An avid mountaineer, I am a frequent contributor to Alpinist Magazine, where I write about high-altitude physiology, glaciology and the history of mountaineering.

Formerly of the Smithsonian's Museum of Natural History, my research has focused on the linguistics & ethnobotany of the Cahuilla, in the deserts of southwestern California & Joshua Tree National Park and on the botanical cognates in the Uto-Aztecan language family.

For the last few years I have been making my way through the huge body of notes and ethnobotanical material on the Cahuilla left by John Peabody Harrington, along with notes on the little known Kitanemuk Serrano, especially his "notes on plants" from 1917.

Interested in the earliest plant collecting from the Americas, I have also participated in archaeobotanical studies of flora, including a recent investigation of ancient agave and mycotrophic plants. My work on the linguistics of Maya and Nahuatl ethnobotany is a featured project at Harvard's Dumbarton Oaks Plant Humanities Initiative.

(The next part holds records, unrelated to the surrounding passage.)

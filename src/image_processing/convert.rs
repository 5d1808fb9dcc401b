use anyhow::Result;
use image::{DynamicImage, GrayImage, Luma, Rgba, RgbaImage};

use super::dithering;
use crate::cli::DitherMethod;

const LIT: u8 = 255;
const UNLIT: u8 = 0;

/// A 1-bit-per-pixel image
///
/// Stored as an 8-bit grayscale buffer whose samples are only ever 0 (off) or
/// 255 (lit), so it can be handed straight back to the `image` crate.
#[derive(Debug, Clone, PartialEq)]
pub struct MonochromeBitmap {
    pixels: GrayImage,
}

impl MonochromeBitmap {
    pub fn from_fn(width: u32, height: u32, mut lit: impl FnMut(u32, u32) -> bool) -> Self {
        Self {
            pixels: GrayImage::from_fn(width, height, |x, y| {
                Luma([if lit(x, y) { LIT } else { UNLIT }])
            }),
        }
    }

    pub fn width(&self) -> u32 {
        self.pixels.width()
    }

    pub fn height(&self) -> u32 {
        self.pixels.height()
    }

    pub fn dimensions(&self) -> (u32, u32) {
        self.pixels.dimensions()
    }

    #[inline]
    pub fn is_lit(&self, x: u32, y: u32) -> bool {
        self.pixels.get_pixel(x, y)[0] != UNLIT
    }

    pub fn lit_count(&self) -> usize {
        self.pixels.pixels().filter(|p| p[0] != UNLIT).count()
    }

    /// Black and white RGBA copy, used for GIF frames
    pub fn to_rgba(&self) -> RgbaImage {
        RgbaImage::from_fn(self.width(), self.height(), |x, y| {
            let v = self.pixels.get_pixel(x, y)[0];
            Rgba([v, v, v, 255])
        })
    }
}

/// How a decoded image gets reduced to one bit per pixel
#[derive(Debug, Clone, PartialEq)]
pub struct PreprocessOptions {
    pub invert: bool,
    /// `Some` enables dithering with the given algorithm, `None` uses the threshold
    pub dither: Option<DitherMethod>,
    pub threshold: u8,
}

impl Default for PreprocessOptions {
    fn default() -> Self {
        Self {
            invert: false,
            dither: None,
            threshold: 128,
        }
    }
}

/// Convert a decoded image into a monochrome bitmap
///
/// Inversion happens on the source itself. Images that are already bilevel
/// are copied through untouched; everything else is dithered or thresholded
/// depending on `options.dither`.
pub fn preprocess(img: &mut DynamicImage, options: &PreprocessOptions) -> Result<MonochromeBitmap> {
    if img.width() == 0 || img.height() == 0 {
        return Err(anyhow::anyhow!(
            "Image has no pixels ({}x{})",
            img.width(),
            img.height()
        ));
    }

    if options.invert {
        img.invert();
    }

    if let Some(bilevel) = as_bilevel(img) {
        return Ok(MonochromeBitmap { pixels: bilevel.clone() });
    }

    let grayscale = img.to_luma8();
    let pixels = match options.dither {
        Some(method) => dithering::apply_dithering(&grayscale, method),
        None => apply_threshold(&grayscale, options.threshold),
    };

    Ok(MonochromeBitmap { pixels })
}

/// Returns the grayscale buffer if the image only contains pure black and white
fn as_bilevel(img: &DynamicImage) -> Option<&GrayImage> {
    match img {
        DynamicImage::ImageLuma8(gray) if gray.pixels().all(|p| p[0] == UNLIT || p[0] == LIT) => {
            Some(gray)
        }
        _ => None,
    }
}

/// Binarize by luminance: samples at or above `threshold` are lit
fn apply_threshold(img: &GrayImage, threshold: u8) -> GrayImage {
    let mut output = img.clone();
    for pixel in output.pixels_mut() {
        pixel[0] = if pixel[0] >= threshold { LIT } else { UNLIT };
    }
    output
}
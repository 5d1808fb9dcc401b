use crate::cli::{Args, DitherMethod, OutputMode};
use anyhow::{Context, Result};
use clap::parser::ValueSource;
use clap::ArgMatches;
use serde::{Deserialize, Serialize};
use std::fs;
use std::path::Path;

/// Defaults loaded with `--config`, every field optional
#[derive(Debug, Default, Deserialize, Serialize)]
#[serde(rename_all = "camelCase", deny_unknown_fields)]
pub struct ConfigFile {
    pub dither: Option<DitherMethod>,
    pub threshold: Option<u8>,
    pub invert: Option<bool>,
    pub delay: Option<u16>,
    pub mode: Option<OutputMode>,
    pub header: Option<bool>,
    pub force: Option<bool>,
    pub verbose: Option<bool>,
}

impl ConfigFile {
    pub fn load(path: &Path) -> Result<Self> {
        let contents = fs::read_to_string(path)
            .with_context(|| format!("Failed to read config file: {:?}", path))?;

        serde_json::from_str(&contents)
            .with_context(|| format!("Failed to parse config file: {:?}", path))
    }
}

fn from_command_line(matches: &ArgMatches, id: &str) -> bool {
    matches.value_source(id) == Some(ValueSource::CommandLine)
}

impl Args {
    /// Load configuration from a JSON file and merge with command-line arguments
    /// Command-line arguments take precedence over config file values
    pub fn load_and_merge_config(&mut self, matches: &ArgMatches) -> Result<()> {
        if let Some(config_path) = self.config_file.clone() {
            let config = ConfigFile::load(&config_path)?;
            self.merge_from_config(config, matches);

            crate::utils::verbose_println(
                self.verbose && !self.json_progress,
                &format!("Loaded configuration from: {:?}", config_path),
            );
        }
        Ok(())
    }

    fn merge_from_config(&mut self, config: ConfigFile, matches: &ArgMatches) {
        // An explicit threshold on the command line also rules out a configured
        // dither method, the two are mutually exclusive
        if !from_command_line(matches, "dither") && !from_command_line(matches, "threshold") {
            if let Some(method) = config.dither {
                self.dither = Some(method);
            }
        }

        if !from_command_line(matches, "threshold") && !from_command_line(matches, "dither") {
            if let Some(threshold) = config.threshold {
                self.threshold = threshold;
            }
        }

        if !from_command_line(matches, "delay") {
            if let Some(delay) = config.delay {
                self.delay = delay;
            }
        }

        if !from_command_line(matches, "mode") {
            if let Some(mode) = config.mode {
                self.mode = mode;
            }
        }

        // Boolean flags - only apply if currently false (default)
        if !self.invert {
            self.invert = config.invert.unwrap_or(false);
        }

        if !self.header {
            self.header = config.header.unwrap_or(false);
        }

        if !self.force {
            self.force = config.force.unwrap_or(false);
        }

        if !self.verbose {
            self.verbose = config.verbose.unwrap_or(false);
        }
    }
}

The author of more than one hundred articles and books on exploration and cartography, including the New York Times bestseller, MAP: Exploring the World, my work has been featured in many media outlets including the New York Times, Washington Post, the BBC, CBS News and NPR’s All Things Considered.

My most recent book, Collecting for a New World, examines the history of the archaeological collections at the Library of Congress, where I also write the Excavating Archaeology Series for the blog, Worlds Revealed.

I often find myself pondering the intricacies of botanical classification, wondering about the mysteries of contained in ancient DNA, and marveling at the biological complexity to be found in Darwin’s tangled bank.